Van Remortel began delivering his message via public speaking, which led to his first book, Stop Selling Vanilla Ice Cream: Increase sales and profitability by wrapping the right Talent around a differentiated Strategy, published in 2012 by Greenleaf Book Group.

Soundview Executive Book Summaries named it a Best Business Book in 2013, which is available in hardcover and as an e-book from www.stopsellingvanillaicecream.com, Amazon.com and B&N.com. A workbook and videos that accompany the book will be released later this year.

Another book in the works will address “how you wrap your personal talent around your strategy/life map to optimize your life and achieve your professional and personal objectives,” said Van Remortel.

Van Remortel’s goal in making Stop Selling Vanilla Ice Cream available in book form is so leaders can integrate it into their own business or organization with the goal of increasing sales and profitability and building a high-performance team. Those who buy the book are given a free behavioral assessment.

Asked whether publishing his process has impacted his business, Van Remortel responded, “Big time! It’s totally changed my career.

“It has had a significant impact on the growth of SM Advisors, our consulting firm. It has also had a significant impact on the speaking I do around the country, and it really has taken things to a whole new level. We are extremely blessed with the growth of SM Advisors, of the Stop Selling Vanilla Ice Cream speaking engagements, and the overall sale of the book. But even more importantly, it helped me accomplish my vision of sharing the process with thousands of leaders so they could implement the process on their own and experience unprecedented growth in sales and profitability.”

Entrepreneur evolves

Burwell has 40 years of business experience, ranging from entrepreneur to nonprofit executive director to business architect consultant and CEO of Putzer’s Menswear Corp. Today he splits time between serving as an adjunct faculty member at Fox Valley Technical College’s Venture Center, owner/business architect of Evolutions Business Group, and as the national executive director of the E-Hub/Urban Hope Entrepreneur Center in Green Bay.

Throughout his career, Burwell has established community models for entrepreneurship including economic gardening, and guided more than 2,000 entrepreneurs. He has lectured and consulted around the U.S. and Canada, Ireland and Russia, and had been named Small Business Person of the Year in Green Bay as well as Small Business Advocate of the Year for Wisconsin by the U.S. Small Business Administration.

Burwell’s first book, Stepping Up to New Opportunities, a best-practices workbook for new entrepreneurs, has sold 2,800 copies. His second book, Evolutionary Entrepreneur: Going Beyond the Passion, has had more than 3,000 copies printed.

“It was a book that has shared my insights and concepts from my 35 years as a successful entrepreneur, mentor, instructor, and business leader,” he said of his second book. The book was a local production, published through Evolutions Business Group with each stage of its layout and printing handled by area professionals. Copies are available through evolutionsgroup.com and at E-Hub/Urban Hope in Green Bay.

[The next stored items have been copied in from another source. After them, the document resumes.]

impl TransfersSynchronizer {
    pub fn new(currency: Arc<Currency>) -> Self {
        Self {
            currency,
            subscriptions: Mutex::new(BTreeMap::new()),
            known_blocks: Mutex::new(HashMap::new()),
            observers: ObserverList::new(),
        }
    }

    pub fn currency(&self) -> &Currency {
        &self.currency
    }

    fn subs(&self) -> MutexGuard<'_, BTreeMap<AccountPublicAddress, Arc<TransfersSubscription>>> {
        self.subscriptions.lock().unwrap_or_else(PoisonError::into_inner)
    }

    fn blocks(&self) -> MutexGuard<'_, HashMap<PublicKey, BTreeMap<u32, Hash>>> {
        self.known_blocks.lock().unwrap_or_else(PoisonError::into_inner)
    }

    fn require(&self, address: &AccountPublicAddress) -> Result<Arc<TransfersSubscription>, TransfersError> {
        self.subscription(address)
            .ok_or(TransfersError::UnknownSubscription)
    }

    /// Subscriptions sharing a view key, in address order.
    fn by_view_key(&self, view_public_key: &PublicKey) -> Vec<Arc<TransfersSubscription>> {
        self.subs()
            .values()
            .filter(|s| s.address().view_public_key == *view_public_key)
            .cloned()
            .collect()
    }

    // ─── Subscriptions ──────────────────────────────────────────────────────

    pub fn add_subscription(
        &self,
        subscription: AccountSubscription,
    ) -> Result<Arc<TransfersSubscription>, TransfersError> {
        let address = subscription.keys.address;
        let mut subs = self.subs();
        if subs.contains_key(&address) {
            return Err(TransfersError::SubscriptionExists);
        }
        let handle = Arc::new(TransfersSubscription::new(self.currency.clone(), subscription));
        subs.insert(address, handle.clone());
        log::info!(
            "subscribed account {} from height {}",
            address.spend_public_key,
            handle.sync_start().height
        );
        Ok(handle)
    }

    pub fn remove_subscription(&self, address: &AccountPublicAddress) -> bool {
        let mut subs = self.subs();
        if subs.remove(address).is_none() {
            return false;
        }
        let view_key_in_use = subs
            .keys()
            .any(|a| a.view_public_key == address.view_public_key);
        drop(subs);
        if !view_key_in_use {
            self.blocks().remove(&address.view_public_key);
        }
        log::info!("unsubscribed account {}", address.spend_public_key);
        true
    }

    pub fn subscriptions(&self) -> Vec<AccountPublicAddress> {
        self.subs().keys().copied().collect()
    }

    pub fn subscription(&self, address: &AccountPublicAddress) -> Option<Arc<TransfersSubscription>> {
        self.subs().get(address).cloned()
    }

    pub fn add_observer(&self, observer: Arc<dyn SynchronizerObserver>) -> bool {
        self.observers.add(observer)
    }

    pub fn remove_observer(&self, observer: &Arc<dyn SynchronizerObserver>) -> bool {
        self.observers.remove(observer)
    }

    // ─── Chain events ───────────────────────────────────────────────────────

    fn on_failure(&self, sub: &TransfersSubscription, height: u32, error: &TransfersError) {
        log::warn!("account {}: {}", sub.address().spend_public_key, error);
        sub.report_error(height, SyncErrorKind::from(error));
    }

    pub fn submit_transaction<R: TransactionReader + ?Sized>(
        &self,
        address: &AccountPublicAddress,
        block: &TransactionBlockInfo,
        tx: &R,
        outputs: &[RelevantOutput],
    ) -> Result<bool, TransfersError> {
        let sub = self.require(address)?;
        match sub.submit_transaction(block, tx, outputs) {
            Ok(changed) => {
                if changed {
                    let hash = tx.hash();
                    self.observers.notify(|o| {
                        o.on_transaction_updated(&address.view_public_key, &hash, &[*address])
                    });
                }
                Ok(changed)
            }
            Err(e) => {
                self.on_failure(&sub, block.height, &e);
                Err(e)
            }
        }
    }

    pub fn confirm_transaction(
        &self,
        address: &AccountPublicAddress,
        block: &TransactionBlockInfo,
        hash: &Hash,
        global_indices: &[u32],
    ) -> Result<bool, TransfersError> {
        let sub = self.require(address)?;
        match sub.confirm_transaction(block, hash, global_indices) {
            Ok(changed) => {
                if changed {
                    self.observers.notify(|o| {
                        o.on_transaction_updated(&address.view_public_key, hash, &[*address])
                    });
                }
                Ok(changed)
            }
            Err(e) => {
                self.on_failure(&sub, block.height, &e);
                Err(e)
            }
        }
    }

    /// Drop an unconfirmed transaction (e.g. evicted from the pool) from every
    /// subscription sharing `view_public_key`. Returns whether any had it.
    pub fn delete_unconfirmed_transaction(&self, view_public_key: &PublicKey, hash: &Hash) -> bool {
        let subs = self.by_view_key(view_public_key);
        if !subs
            .iter()
            .any(|s| s.container().unconfirmed_transactions().contains(hash))
        {
            return false;
        }
        self.observers
            .notify(|o| o.on_transaction_delete_begin(view_public_key, hash));
        let mut deleted = false;
        for sub in &subs {
            deleted |= sub.delete_unconfirmed_transaction(hash);
        }
        self.observers
            .notify(|o| o.on_transaction_delete_end(view_public_key, hash));
        deleted
    }

    /// New blocks starting at `start_height` were processed for every
    /// subscription sharing `view_public_key`.
    pub fn add_blocks(&self, view_public_key: &PublicKey, start_height: u32, blocks: &[BlockInfo]) {
        let Some(last) = blocks.last() else {
            return;
        };
        let Some(top) = u32::try_from(blocks.len() - 1)
            .ok()
            .and_then(|span| start_height.checked_add(span))
        else {
            log::warn!(
                "{} blocks from height {} run past the last representable height",
                blocks.len(),
                start_height
            );
            return;
        };
        for sub in self.by_view_key(view_public_key) {
            if !sub.container().advance_to_block(top, last.timestamp) {
                log::warn!(
                    "account {}: block {} is below current height {}",
                    sub.address().spend_public_key,
                    top,
                    sub.container().current_height()
                );
            }
        }
        {
            let mut known = self.blocks();
            let chain = known.entry(*view_public_key).or_default();
            for (height, block) in (start_height..=top).zip(blocks) {
                chain.insert(height, block.hash);
            }
        }
        let hashes: Vec<Hash> = blocks.iter().map(|b| b.hash).collect();
        self.observers
            .notify(|o| o.on_blocks_added(view_public_key, &hashes));
    }

    /// The chain was reorganized: everything at or above `height` is gone.
    pub fn detach(&self, view_public_key: &PublicKey, height: u32) {
        self.observers
            .notify(|o| o.on_blockchain_detach(view_public_key, height));
        for sub in self.by_view_key(view_public_key) {
            sub.rollback(
                height,
                |hash| {
                    self.observers
                        .notify(|o| o.on_transaction_delete_begin(view_public_key, hash))
                },
                |hash| {
                    self.observers
                        .notify(|o| o.on_transaction_delete_end(view_public_key, hash))
                },
            );
        }
        if let Some(chain) = self.blocks().get_mut(view_public_key) {
            chain.retain(|h, _| *h < height);
        }
    }

    /// Report a network-layer failure at `height`. Nothing is retried here.
    pub fn report_error(&self, view_public_key: &PublicKey, height: u32, error: SyncErrorKind) {
        for sub in self.by_view_key(view_public_key) {
            sub.report_error(height, error);
        }
    }

    /// Block hashes reported through [`add_blocks`](Self::add_blocks), in
    /// height order.
    pub fn view_key_known_blocks(&self, view_public_key: &PublicKey) -> Vec<Hash> {
        self.blocks()
            .get(view_public_key)
            .map(|chain| chain.values().copied().collect())
            .unwrap_or_default()
    }

    // ─── Persistence ────────────────────────────────────────────────────────

    /// Write every subscription's index and the known block hashes.
    pub fn save<W: Write>(&self, writer: &mut W) -> Result<(), TransfersError> {
        let subs: Vec<Arc<TransfersSubscription>> = self.subs().values().cloned().collect();
        let mut w = Writer::new();
        w.write_varint(SYNCHRONIZER_STATE_VERSION as u64);
        w.write_varint(subs.len() as u64);
        for sub in &subs {
            let address = sub.address();
            w.write_key(address.spend_public_key.as_bytes());
            w.write_key(address.view_public_key.as_bytes());
            w.write_bytes(&sub.container().to_bytes());
        }
        let known = self.blocks();
        let mut keys: Vec<&PublicKey> = known.keys().collect();
        keys.sort();
        w.write_varint(keys.len() as u64);
        for key in keys {
            w.write_key(key.as_bytes());
            let chain = &known[key];
            w.write_varint(chain.len() as u64);
            for (height, hash) in chain {
                w.write_varint(*height as u64);
                w.write_key(hash.as_bytes());
            }
        }
        drop(known);
        writer.write_all(&w.into_inner())?;
        writer.flush()?;
        Ok(())
    }

    /// Restore state saved by [`save`](Self::save). Indexes of accounts that
    /// are not subscribed are skipped. Returns the repair report per loaded
    /// account.
    pub fn load<R: Read>(
        &self,
        reader: &mut R,
    ) -> Result<Vec<(AccountPublicAddress, RepairReport)>, TransfersError> {
        let mut data = Vec::new();
        reader.read_to_end(&mut data)?;
        let mut r = Reader::new(&data);

        let version = r.read_u32()?;
        if version != SYNCHRONIZER_STATE_VERSION {
            return Err(TransfersError::UnsupportedSnapshotVersion(version));
        }

        let mut stored = Vec::new();
        for _ in 0..r.read_count()? {
            let address = AccountPublicAddress::new(
                PublicKey::new(r.read_key()?),
                PublicKey::new(r.read_key()?),
            );
            stored.push((address, r.read_bytes()?));
        }
        let mut chains = HashMap::new();
        for _ in 0..r.read_count()? {
            let key = PublicKey::new(r.read_key()?);
            let mut chain = BTreeMap::new();
            for _ in 0..r.read_count()? {
                let height = r.read_u32()?;
                chain.insert(height, Hash::new(r.read_key()?));
            }
            chains.insert(key, chain);
        }
        if r.remaining() != 0 {
            return Err(TransfersError::Snapshot(format!(
                "{} trailing bytes",
                r.remaining()
            )));
        }

        // Every payload must decode before any account is replaced.
        let mut targets = Vec::new();
        for (address, bytes) in stored {
            match self.subscription(&address) {
                Some(sub) => {
                    snapshot::decode(&bytes)?;
                    targets.push((address, sub, bytes));
                }
                None => log::warn!(
                    "saved state for unsubscribed account {} skipped",
                    address.spend_public_key
                ),
            }
        }
        let mut reports = Vec::new();
        for (address, sub, bytes) in targets {
            reports.push((address, sub.load_bytes(&bytes)?));
        }
        let subscribed: Vec<PublicKey> = self
            .subscriptions()
            .into_iter()
            .map(|a| a.view_public_key)
            .collect();
        chains.retain(|key, _| subscribed.contains(key));
        *self.blocks() = chains;
        Ok(reports)
    }
}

A third book, The Evolutionary Entrepreneur: The Path to Today … The Journey to Tomorrow, is due out this month with book signings and a tour to follow. This sequel is a compilation of advice and methods from Burwell’s presentations and columns.

Having publications of his own complements Burwell’s professional speaking, as it provides materials to give out to workshop and seminar participants as well as during consulting projects. Book sales to the general public also generate revenue for his nonprofit organization.

Robin Driessen Bruecker has been writing for magazines and marketing departments since 1995.